Motivation
In 2011, I decided to improve the state of the art of digital typesetting. People struggle with the tools and everyone just seems to get along with half-baked solutions. Back then, I did my bachelor’s degree in CS and neither did I have the skills & knowledge to tackle the problem nor does the university curriculum really help. Anyhow, my education was not limited to university (what was that Mark Twain quote again? 😉) and the challenge is big, but not impossible.
From the beginning, I was skeptic about implementing it in C. One can get rid of memory safety issue and complex bugs, but maintainability is an issue. One needs to have a well-established, memorized mental model to maintain complex C code and I want to reduce the bus factor.
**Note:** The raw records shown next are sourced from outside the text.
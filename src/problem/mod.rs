//! Solver-neutral roster model.
//!
//! [`RosterProblemBuilder`] turns employees, shift types and a policy into a
//! [`RosterModel`]: boolean decision variables and linear constraints over
//! them. Backends in [`crate::solver`] consume the model as-is.

mod builder;
mod model;

pub use builder::{BoundaryHistory, RosterProblemBuilder};
pub use model::{
    Assignment, Comparison, ConstraintFamily, LinearConstraint, Objective, RosterModel, Sense,
    VarId,
};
Code must speak for itself. I dropped C. And many years later, I discarded my ideas to implement it in python (due to obvious performance/concurrency concerns), took a brief look at Go, but decided to proceed with rust instead in 2018. What I did over the years, was taking notes about usecases and architectural decisions for my digital typesetting project. The original document had about 2600 lines (as of 2021-12-31) where 90% of LOCs were lists where each bullet item is a reference to a project, tweet, or illustrates some idea. Of course, they don’t fit together and everything needs to be structured.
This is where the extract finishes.